Growing Java Fern can be done with almost any type of light. It will appreciate any light that is available to it. Java Fern isn’t fussy about what kind of lighting you use or the wattage. However, Java Fern will do best if provided with a 6700k spectrum bulb. Any range from low to medium-high light is perfect for this plant. You can even burn it or melt it at the extreme end of the spectrum. So resist the urge to recreate the Sahara Desert over your tank. Java Fern is able to survive without much light. It can be kept in a bucket for up to a week and still live! One example: A bulb in one of my breeding tanks was burned out over several months. Yet, every time I put a light in the tank to catch the fry the Java Fern looked amazing!
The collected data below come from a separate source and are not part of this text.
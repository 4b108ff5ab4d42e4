//! Drives the dispatcher directly against an in-memory `CaStore`, exercising end-to-end
//! scenarios without any HTTP transport involved.

use der::{Decode, Encode};
use rand::rngs::OsRng;
use rsa::pkcs1v15::SigningKey;
use rsa::RsaPrivateKey;
use scepd_core::dispatcher::{dispatch_no_body, dispatch_pki_operation, DispatcherConfig};
use scepd_core::envelope::{self, ContentEncryptionAlgorithm};
use scepd_core::keystore::{BootstrapPolicy, CaHandle, CaStore, FileCaStore};
use scepd_core::message::{self, Message, MessageBuilder};
use scepd_types::prelude::{FailInfo, MessageType, Operation, PkiStatus};
use sha2::Sha256;
use spki::SubjectPublicKeyInfoOwned;
use x509_cert::builder::{Builder, CertificateBuilder, Profile, RequestBuilder};
use x509_cert::name::Name;
use x509_cert::serial_number::SerialNumber;
use x509_cert::time::Validity;
use x509_cert::Certificate;

fn device_identity(subject: &str) -> (Certificate, SigningKey<Sha256>) {
    use pkcs8::EncodePublicKey;

    let mut rng = OsRng;
    let private_key = RsaPrivateKey::new(&mut rng, 2048).unwrap();
    let signing_key = SigningKey::<Sha256>::new(private_key);
    let subject: Name = subject.parse().unwrap();
    let spki_pem = signing_key
        .verifying_key()
        .to_public_key_pem(pkcs8::LineEnding::LF)
        .unwrap();
    let spki = SubjectPublicKeyInfoOwned::from_pem(&spki_pem).unwrap();
    let validity = Validity::from_now(time::Duration::days(365)).unwrap();
    let builder = CertificateBuilder::new(
        Profile::Root,
        SerialNumber::from(1u64),
        validity,
        subject,
        spki,
        &signing_key,
    )
    .unwrap();
    (builder.build().unwrap(), signing_key)
}

fn build_csr(subject: &str, signing_key: &SigningKey<Sha256>) -> Vec<u8> {
    let subject: Name = subject.parse().unwrap();
    let builder = RequestBuilder::new(subject, signing_key).unwrap();
    builder
        .build::<rsa::pkcs1v15::Signature>()
        .unwrap()
        .to_der()
        .unwrap()
}

fn pkcs_req_message(
    device_cert: &Certificate,
    device_signing_key: &SigningKey<Sha256>,
    ca_cert: &Certificate,
) -> (Vec<u8>, [u8; 16]) {
    let csr_der = build_csr("CN=device-1", device_signing_key);
    let envelope = envelope::build(&csr_der, ca_cert, ContentEncryptionAlgorithm::Aes256Cbc).unwrap();
    let spki_der = device_cert
        .tbs_certificate
        .subject_public_key_info
        .to_der()
        .unwrap();
    let txid = message::transaction_id_for_spki(&spki_der);

    let der = MessageBuilder {
        message_type: MessageType::PkcsReq,
        transaction_id: txid,
        pki_status: None,
        fail_info: None,
        recipient_nonce: None,
        pki_envelope: Some(envelope),
        certificates: vec![],
    }
    .build(device_cert, device_signing_key)
    .unwrap();

    let sender_nonce = Message::parse(&der).unwrap().sender_nonce;
    (der, sender_nonce)
}

#[test]
fn cold_start_get_ca_cert() {
    let dir = tempfile::tempdir().unwrap();
    let store = FileCaStore::new(dir.path());
    let ca = CaHandle::open(
        &store,
        &BootstrapPolicy {
            common_name: "Test SCEP CA".to_string(),
            ..BootstrapPolicy::default()
        },
    )
    .unwrap();

    let response = dispatch_no_body(Operation::GetCACert, &ca, &DispatcherConfig::default()).unwrap();
    let cert = Certificate::from_der(&response.body).unwrap();
    assert_eq!(cert.tbs_certificate.subject.to_string(), "CN=Test SCEP CA");
}

#[test]
fn get_ca_caps_is_exact_with_no_trailing_newline() {
    let dir = tempfile::tempdir().unwrap();
    let store = FileCaStore::new(dir.path());
    let ca = CaHandle::open(&store, &BootstrapPolicy::default()).unwrap();

    let response = dispatch_no_body(Operation::GetCACaps, &ca, &DispatcherConfig::default()).unwrap();
    assert_eq!(
        String::from_utf8(response.body).unwrap(),
        "POSTPKIOperation\nSHA-256\nAES"
    );
}

#[test]
fn pkcs_req_happy_path_round_trips_through_the_client_identity() {
    let dir = tempfile::tempdir().unwrap();
    let store = FileCaStore::new(dir.path());
    let ca = CaHandle::open(&store, &BootstrapPolicy::default()).unwrap();

    let (device_cert, device_key) = device_identity("CN=device-1");
    let (request_der, sender_nonce) = pkcs_req_message(&device_cert, &device_key, ca.certificate());

    let response =
        dispatch_pki_operation(&request_der, &ca, &store, &DispatcherConfig::default()).unwrap();

    let reply = Message::parse(&response.body).unwrap();
    assert_eq!(reply.message_type, MessageType::CertRep);
    assert_eq!(reply.pki_status, Some(PkiStatus::Success));
    assert_eq!(reply.recipient_nonce, Some(sender_nonce));

    let opened = envelope::open(
        reply.enveloped_content.as_deref().unwrap(),
        &device_cert,
        device_key.as_ref(),
    )
    .unwrap();
    let issued_certs = message::parse_degenerate_cms(&opened.content).unwrap();
    assert_eq!(issued_certs.len(), 1);
    assert_eq!(
        issued_certs[0].tbs_certificate.subject_public_key_info,
        device_cert.tbs_certificate.subject_public_key_info
    );
    assert_eq!(
        issued_certs[0].tbs_certificate.issuer,
        ca.certificate().tbs_certificate.subject
    );
}

#[test]
fn bad_challenge_rejects_without_consuming_a_serial() {
    let dir = tempfile::tempdir().unwrap();
    let store = FileCaStore::new(dir.path());
    let ca = CaHandle::open(&store, &BootstrapPolicy::default()).unwrap();

    let (device_cert, device_key) = device_identity("CN=device-1");
    let (request_der, _) = pkcs_req_message(&device_cert, &device_key, ca.certificate());

    let config = DispatcherConfig {
        challenge: Some("secret".to_string()),
        ..DispatcherConfig::default()
    };
    let before = store.load_serial().unwrap();
    let response = dispatch_pki_operation(&request_der, &ca, &store, &config).unwrap();
    let after = store.load_serial().unwrap();

    let reply = Message::parse(&response.body).unwrap();
    assert_eq!(reply.pki_status, Some(PkiStatus::Failure));
    assert_eq!(reply.fail_info, Some(FailInfo::BadRequest));
    assert_eq!(before, after);
}

#[test]
fn tampered_outer_signature_is_rejected_before_dispatch() {
    let dir = tempfile::tempdir().unwrap();
    let store = FileCaStore::new(dir.path());
    let ca = CaHandle::open(&store, &BootstrapPolicy::default()).unwrap();

    let (device_cert, device_key) = device_identity("CN=device-1");
    let (mut request_der, _) = pkcs_req_message(&device_cert, &device_key, ca.certificate());

    let before = store.load_serial().unwrap();
    let last = request_der.len() - 1;
    request_der[last] ^= 0xFF;

    let result = dispatch_pki_operation(&request_der, &ca, &store, &DispatcherConfig::default());
    assert!(result.is_err());
    let after = store.load_serial().unwrap();
    assert_eq!(before, after);
}

#[test]
fn unknown_message_type_yields_cert_rep_failure_with_echoed_transaction_id() {
    let dir = tempfile::tempdir().unwrap();
    let store = FileCaStore::new(dir.path());
    let ca = CaHandle::open(&store, &BootstrapPolicy::default()).unwrap();

    let (device_cert, device_key) = device_identity("CN=device-1");
    let der = MessageBuilder {
        message_type: MessageType::GetCert,
        transaction_id: "deadbeef".to_string(),
        pki_status: None,
        fail_info: None,
        recipient_nonce: None,
        pki_envelope: None,
        certificates: vec![],
    }
    .build(&device_cert, &device_key)
    .unwrap();

    let response =
        dispatch_pki_operation(&der, &ca, &store, &DispatcherConfig::default()).unwrap();
    let reply = Message::parse(&response.body).unwrap();
    assert_eq!(reply.pki_status, Some(PkiStatus::Failure));
    assert_eq!(reply.fail_info, Some(FailInfo::BadRequest));
    assert_eq!(reply.transaction_id, "deadbeef");
}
If you have it planted and give it light, your Java Fern should soon start reproducing. Small Java Ferns form at the edges of the leaves. They drop off as they age and attach to whatever place they are supposed to land. You can also break leaves off and let them float in the aquarium. You can also break off leaves and let them float in the aquarium. If it dies, it will immediately produce new plantslets. Sometimes it can have as many as 20 babies per plant. This is a great way for setting up a new aquarium or to propagate the plant to get a fish friend.

As an added benefit, aquarium fish love to swim through these plants. Java Ferns can make a jungle for fish to swim in. With the slow growth factor of this plant, many people only do 1 big trim every year and then let nature takes its course decorating their aquarium au natural. Most fish do not like the taste of Java Fern, so even many plant eating fish will not eat it. They are thick and sturdy. They can take a beating from a large cichlid or some goldfish who just like to play with them.

Finding Java Fern (Microsorum perteropus) should not be difficult. Once you’ve found it, and you’ve started to propagate them, you’ll be glad you did. Each one has a distinct look and requires the same growth requirements as we have.

Java fern ‘Windelov’

Java Fern can be dangerous so it is best to not over prune or start a tank. It is a slow-growing plant that can be difficult to control. A good crew of algae eaters and sucker fish go a long way to ensuring it wins the battle. It can be planted with other faster-growing plants such as Vallisneria.

If you do lose the battle to algae, just pull off a couple of leaves and float them in a dish of water under some light. You can then remove the plantlets and put them back in the tank. This will hopefully win the battle. So what are you waiting for? Enjoy Java Fern!